I have had it plenty of times that clients have approached me saying they have not lost any weight despite eating healthily and exercising regularly. There is one simple and easy way to find out the answer to the solution to this issue…….daily nutrition logs.
Without making notes like a daily nutrition log it would make it very hard for me or anyone to discover where there may be certain mistakes, of which you can then make constructive changes to your nutrition. How could I recommend any certain changes, if I don’t know what I am changing?
Nutrition logs are extremely effective at showing what has been eaten or drunk across each day. It can also help to identify certain trends in nutrition or possible nutrient deficiencies. Additionally, it may help to identify which foods may be leading to any sluggishness or tiredness felt at points in the day. Finding out this information can then help us to make certain corrections and alterations to your nutrition of which can help you to feel much healthier, energetic and help achieve your goals.
Daily nutrition logs also help to provide some accountability and provide you with some awareness of the foods you are actually eating each day and when. Having greater food awareness and knowing how certain foods affect us each day can help to find better alternatives to try and maintain our energy levels, productivity and positivity each day. For example, each day you start to feel sluggish at the same time each day and feel that something you are eating is not having a positive effect, but don’t know what food is causing the problem. This is where nutrition logs come in to their own by helping show what you have eaten and when. Thus helping identify the food source causing the problems, from which you can then tinker and make some adjustments to avoid that sluggish feeling each day.
How Can I Record Accurately?
A good way to start is by logging everything as you go, this way you will not have to risk trying to remember what you have eaten earlier in the day and possibly getting it wrong. A really easy way is through the myfitnesspal app which logs everything and calculates food nutrient content, which saves you having to scroll through endless food labels looking for carbs, fat, protein and calories.

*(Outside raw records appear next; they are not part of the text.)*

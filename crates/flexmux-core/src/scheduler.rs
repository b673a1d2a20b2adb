//! Single-writer bookkeeping for outbound frames.
//!
//! The scheduler only decides; it never performs I/O. Whoever receives a
//! [`Submit::WriteNow`] owns the writer until [`WriteScheduler::next_after_success`]
//! returns `None` or [`WriteScheduler::fail`] is called, and drives the writes in
//! a loop. The lock is held for the decision alone, never across a write.

use std::collections::VecDeque;

use parking_lot::Mutex;

use crate::{Completion, Frame, SessionError};

/// A frame waiting to be written, with the completion to run afterwards.
pub struct PendingWrite {
    pub frame: Frame,
    pub completion: Completion,
}

impl std::fmt::Debug for PendingWrite {
    fn fmt(&self, f: &mut std::fmt::Formatter<'_>) -> std::fmt::Result {
        f.debug_struct("PendingWrite")
            .field("frame", &self.frame)
            .finish_non_exhaustive()
    }
}

/// Outcome of [`WriteScheduler::submit`].
#[derive(Debug)]
pub enum Submit {
    /// The writer was idle: the caller now owns it and must write this frame.
    WriteNow(PendingWrite),
    /// A write is in flight; the frame waits at position `depth` of the queue.
    Queued { depth: usize },
    /// The frame was not accepted; its completion has not run.
    Rejected(PendingWrite, SessionError),
}

#[derive(Default)]
struct QueueState {
    writing: bool,
    closed: Option<SessionError>,
    queue: VecDeque<PendingWrite>,
}

/// FIFO of outbound frames behind at most one in-flight write.
pub struct WriteScheduler {
    state: Mutex<QueueState>,
    max_pending: Option<usize>,
}

impl WriteScheduler {
    pub fn new(max_pending: Option<usize>) -> Self {
        Self {
            state: Mutex::new(QueueState::default()),
            max_pending,
        }
    }

    pub fn submit(&self, write: PendingWrite) -> Submit {
        let mut state = self.state.lock();
        if let Some(err) = &state.closed {
            return Submit::Rejected(write, err.clone());
        }
        if !state.writing {
            state.writing = true;
            return Submit::WriteNow(write);
        }
        if let Some(max) = self.max_pending {
            let queued = state.queue.len();
            if queued >= max {
                return Submit::Rejected(write, SessionError::ResourceExhausted { queued, max });
            }
        }
        state.queue.push_back(write);
        Submit::Queued {
            depth: state.queue.len(),
        }
    }

    /// The in-flight write succeeded: hand out the next one, or go idle.
    pub fn next_after_success(&self) -> Option<PendingWrite> {
        let mut state = self.state.lock();
        let next = state.queue.pop_front();
        if next.is_none() {
            state.writing = false;
        }
        next
    }

    /// Stop for good. Returns the writes that will never be attempted so the
    /// caller can fail them. Only the first call's error is remembered.
    pub fn fail(&self, err: SessionError) -> Vec<PendingWrite> {
        let mut state = self.state.lock();
        state.writing = false;
        state.closed.get_or_insert(err);
        state.queue.drain(..).collect()
    }

    pub fn is_writing(&self) -> bool {
        self.state.lock().writing
    }

    pub fn queued_len(&self) -> usize {
        self.state.lock().queue.len()
    }

    pub fn is_closed(&self) -> bool {
        self.state.lock().closed.is_some()
    }
}

impl std::fmt::Debug for WriteScheduler {
    fn fmt(&self, f: &mut std::fmt::Formatter<'_>) -> std::fmt::Result {
        let state = self.state.lock();
        f.debug_struct("WriteScheduler")
            .field("writing", &state.writing)
            .field("queued", &state.queue.len())
            .field("closed", &state.closed.is_some())
            .field("max_pending", &self.max_pending)
            .finish()
    }
}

Record what you eat — if you feel some foods don’t agree with you or the variety of your food choices may be lacking, you can call on your records to see how many times you have consumed certain foods each week.
How much — record the uncooked weight of your food items, as some foods can change in size, structure and weight when cooked. I would suggest using pre-cooked weights where possible.
Time – It is important to record what time you eat each meal and how much you ate. Because if you start to feel tired after lunch, it may be the food and/or amount of that certain food you ate which may be causing such problems and may need to be removed/reduced.
How you felt — did you feel good after you ate, did it energise you and provide you with lots of energy, or did you feel tired and rubbish? These are important questions to ask yourself each time you eat, as this will help to identify which foods may make you feel tired or on the other hand more energised.
From recording this information you will be able to discover some interesting habits and trends that you may not have noticed without noting your daily nutrition log. For example, you may find that you have certain food habits that you struggle to break and lack variety in your diet. Making notes will also confirm to you exactly what you eat, from which you can then identify whether you are lacking certain macronutrients in your diet, such as whether you are eating too many carbs, or too many fats each day. Making certain changes to your nutrition from this information can then help to optimise your nutrition to help achieve the best results possible.
However, making a daily nutrition log can be time-consuming and boring, especially if you start to note very specific details. So, for those of you who feel you would struggle I recommend you start by just trying to note the basics like food eaten, when and how much. This will help to get you into the habit and then you can gradually increase the level of detail noted each day, which will help you even further with your diet and results.